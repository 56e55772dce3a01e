use serde::{Deserialize, Serialize};

use crate::rating::rating_in_range;
use crate::review::{ExistingReview, ReviewPayload};

/// Locally edited review text and rating, before submission.
///
/// Any rating is accepted while editing; bounds are checked by
/// [`ReviewDraft::is_submittable`].
#[derive(Debug, Clone, Default, Serialize, Deserialize, PartialEq, Eq)]
pub struct ReviewDraft {
    pub text: String,
    pub rating: i64,
}

impl ReviewDraft {
    pub fn new() -> Self {
        Self::default()
    }

    /// Seed a draft from a stored review.
    pub fn from_existing(review: &ExistingReview) -> Self {
        Self {
            text: review.text.clone(),
            rating: review.rating,
        }
    }

    pub fn has_text(&self) -> bool {
        !self.text.trim().is_empty()
    }

    pub fn is_submittable(&self) -> bool {
        self.has_text() && rating_in_range(self.rating)
    }

    pub fn clear(&mut self) {
        self.text.clear();
        self.rating = 0;
    }

    /// Body to send; text is sent as typed, not trimmed.
    pub fn to_payload(&self) -> ReviewPayload {
        ReviewPayload {
            text: self.text.clone(),
            rating: self.rating,
        }
    }
}
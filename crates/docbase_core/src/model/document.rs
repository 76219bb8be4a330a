//! Document domain model.
//!
//! # Responsibility
//! - Define the canonical document record and its author value object.
//! - Provide explicit constructors for the new-document and import/update
//!   paths instead of builder chains.
//!
//! # Invariants
//! - `id` is stable once assigned and never reused for another document.
//! - `created` is stamped exactly once, on first save of a new document.
//! - A document without an `id` has never been stored.

use serde::{Deserialize, Serialize};

/// Stable identifier for a stored document.
///
/// Kept as a type alias to make semantic intent explicit in signatures.
/// Generated ids are UUID v4 strings, but the contract is plain string
/// identity so externally-minted ids survive the update path untouched.
pub type DocumentId = String;

/// Identity and display name attached to every document.
///
/// Immutable value object; two authors are the same author iff their `id`
/// values are equal, whatever the display name says.
#[derive(Debug, Clone, PartialEq, Eq, Serialize, Deserialize)]
pub struct Author {
    /// Stable author identity used by search filters.
    pub id: String,
    /// Human-readable display name. Not used for matching.
    pub name: String,
}

impl Author {
    /// Creates an author value from identity and display name.
    pub fn new(id: impl Into<String>, name: impl Into<String>) -> Self {
        Self {
            id: id.into(),
            name: name.into(),
        }
    }
}

/// Canonical document record.
///
/// `id` and `created` stay `None` until the repository assigns them on the
/// first save. On the update path both fields are taken verbatim from the
/// caller; the repository never merges with the previously stored record.
#[derive(Debug, Clone, PartialEq, Eq, Serialize, Deserialize)]
pub struct Document {
    /// Stable global id. `None` (or empty) means "not stored yet".
    pub id: Option<DocumentId>,
    /// Display title. Matched by prefix filters.
    pub title: String,
    /// Body text. Matched by substring filters.
    pub content: String,
    /// Document author. `author.id` is matched by author filters.
    pub author: Author,
    /// Creation time in Unix epoch milliseconds. Stamped on first save.
    pub created: Option<i64>,
}

impl Document {
    /// Creates a draft document with no id and no creation timestamp.
    ///
    /// The repository assigns both on the first save.
    pub fn new(
        title: impl Into<String>,
        content: impl Into<String>,
        author: Author,
    ) -> Self {
        Self {
            id: None,
            title: title.into(),
            content: content.into(),
            author,
            created: None,
        }
    }

    /// Creates a document with a caller-provided id and timestamp.
    ///
    /// Used by update and import paths where identity already exists. The
    /// repository stores `created` exactly as given here, including `None`.
    pub fn with_id(
        id: impl Into<DocumentId>,
        title: impl Into<String>,
        content: impl Into<String>,
        author: Author,
        created: Option<i64>,
    ) -> Self {
        Self {
            id: Some(id.into()),
            title: title.into(),
            content: content.into(),
            author,
            created,
        }
    }

    /// Returns whether this document already carries a usable identity.
    ///
    /// Only an absent or empty-string id counts as "not stored yet". Any
    /// other value, whitespace included, is caller-minted identity that the
    /// save path keeps verbatim.
    pub fn has_id(&self) -> bool {
        matches!(&self.id, Some(id) if !id.is_empty())
    }
}
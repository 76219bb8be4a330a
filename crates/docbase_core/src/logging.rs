//! Logging bootstrap and policy.
//!
//! # Responsibility
//! - Initialize file-based rolling logs exactly once per process.
//! - Keep diagnostic events metadata-only; document content never reaches
//!   the log files.
//!
//! # Invariants
//! - Initialization is idempotent for the same level and directory.
//! - Re-initialization with a conflicting level or directory is rejected.
//! - Initialization never panics.

use flexi_logger::{Cleanup, Criterion, FileSpec, Logger, LoggerHandle, Naming, WriteMode};
use log::info;
use once_cell::sync::OnceCell;
use std::path::{Path, PathBuf};

const LOG_FILE_BASENAME: &str = "docbase";
const MAX_LOG_FILE_SIZE_BYTES: u64 = 10 * 1024 * 1024;
const MAX_LOG_FILES: usize = 5;

static LOGGING_STATE: OnceCell<LoggingState> = OnceCell::new();

struct LoggingState {
    level: &'static str,
    log_dir: PathBuf,
    _logger: LoggerHandle,
}

/// Initializes core logging with level and directory.
///
/// Repeated calls with the same configuration are no-ops; calls that would
/// change the active level or directory return a human-readable error
/// instead of reconfiguring a live logger.
///
/// # Errors
/// - Unsupported `level` value.
/// - Empty or non-absolute `log_dir`, or a directory that cannot be created.
/// - Logger backend setup failure.
pub fn init_logging(level: &str, log_dir: &str) -> Result<(), String> {
    let level = normalize_level(level)?;
    let log_dir = normalize_log_dir(log_dir)?;

    let state = LOGGING_STATE.get_or_try_init(|| start_logger(level, log_dir.clone()))?;

    if state.log_dir != log_dir {
        return Err(format!(
            "logging already initialized at `{}`; refusing to switch to `{}`",
            state.log_dir.display(),
            log_dir.display()
        ));
    }
    if state.level != level {
        return Err(format!(
            "logging already initialized with level `{}`; refusing to switch to `{}`",
            state.level, level
        ));
    }

    Ok(())
}

/// Returns `(level, log_dir)` when logging is active, `None` otherwise.
pub fn logging_status() -> Option<(&'static str, PathBuf)> {
    LOGGING_STATE
        .get()
        .map(|state| (state.level, state.log_dir.clone()))
}

/// Returns the default log level for the current build mode.
///
/// - `debug` builds -> `debug`
/// - `release` builds -> `info`
pub fn default_log_level() -> &'static str {
    if cfg!(debug_assertions) {
        "debug"
    } else {
        "info"
    }
}

fn start_logger(level: &'static str, log_dir: PathBuf) -> Result<LoggingState, String> {
    std::fs::create_dir_all(&log_dir).map_err(|err| {
        format!(
            "failed to create log directory `{}`: {err}",
            log_dir.display()
        )
    })?;

    let logger = Logger::try_with_str(level)
        .map_err(|err| format!("invalid log level `{level}`: {err}"))?
        .log_to_file(
            FileSpec::default()
                .directory(log_dir.as_path())
                .basename(LOG_FILE_BASENAME),
        )
        .rotate(
            Criterion::Size(MAX_LOG_FILE_SIZE_BYTES),
            Naming::Numbers,
            Cleanup::KeepLogFiles(MAX_LOG_FILES),
        )
        .write_mode(WriteMode::BufferAndFlush)
        .append()
        .format_for_files(flexi_logger::detailed_format)
        .start()
        .map_err(|err| format!("failed to start logger: {err}"))?;

    info!(
        "event=core_init module=core status=ok level={} log_dir={} version={}",
        level,
        log_dir.display(),
        env!("CARGO_PKG_VERSION")
    );

    Ok(LoggingState {
        level,
        log_dir,
        _logger: logger,
    })
}

fn normalize_level(level: &str) -> Result<&'static str, String> {
    match level.trim().to_ascii_lowercase().as_str() {
        "trace" => Ok("trace"),
        "debug" => Ok("debug"),
        "info" => Ok("info"),
        "warn" | "warning" => Ok("warn"),
        "error" => Ok("error"),
        other => Err(format!(
            "unsupported log level `{other}`; expected trace|debug|info|warn|error"
        )),
    }
}

fn normalize_log_dir(log_dir: &str) -> Result<PathBuf, String> {
    let trimmed = log_dir.trim();
    if trimmed.is_empty() {
        return Err("log_dir cannot be empty".to_string());
    }
    let path = Path::new(trimmed);
    if !path.is_absolute() {
        return Err(format!("log_dir must be an absolute path, got `{trimmed}`"));
    }
    Ok(path.to_path_buf())
}
//! Domain model for the document repository.
//!
//! # Responsibility
//! - Define canonical data structures used by core business logic.
//! - Keep one document-centric shape shared by repository, search and
//!   service layers.
//!
//! # Invariants
//! - Every stored document is identified by a stable `DocumentId` string.
//! - Creation timestamps are epoch milliseconds, assigned once at first save.

pub mod document;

□ □ □

> PROBLEM STATEMENT
Only a number is wanted here: how many lines above hold the string "info"?

> TASK ANSWER
6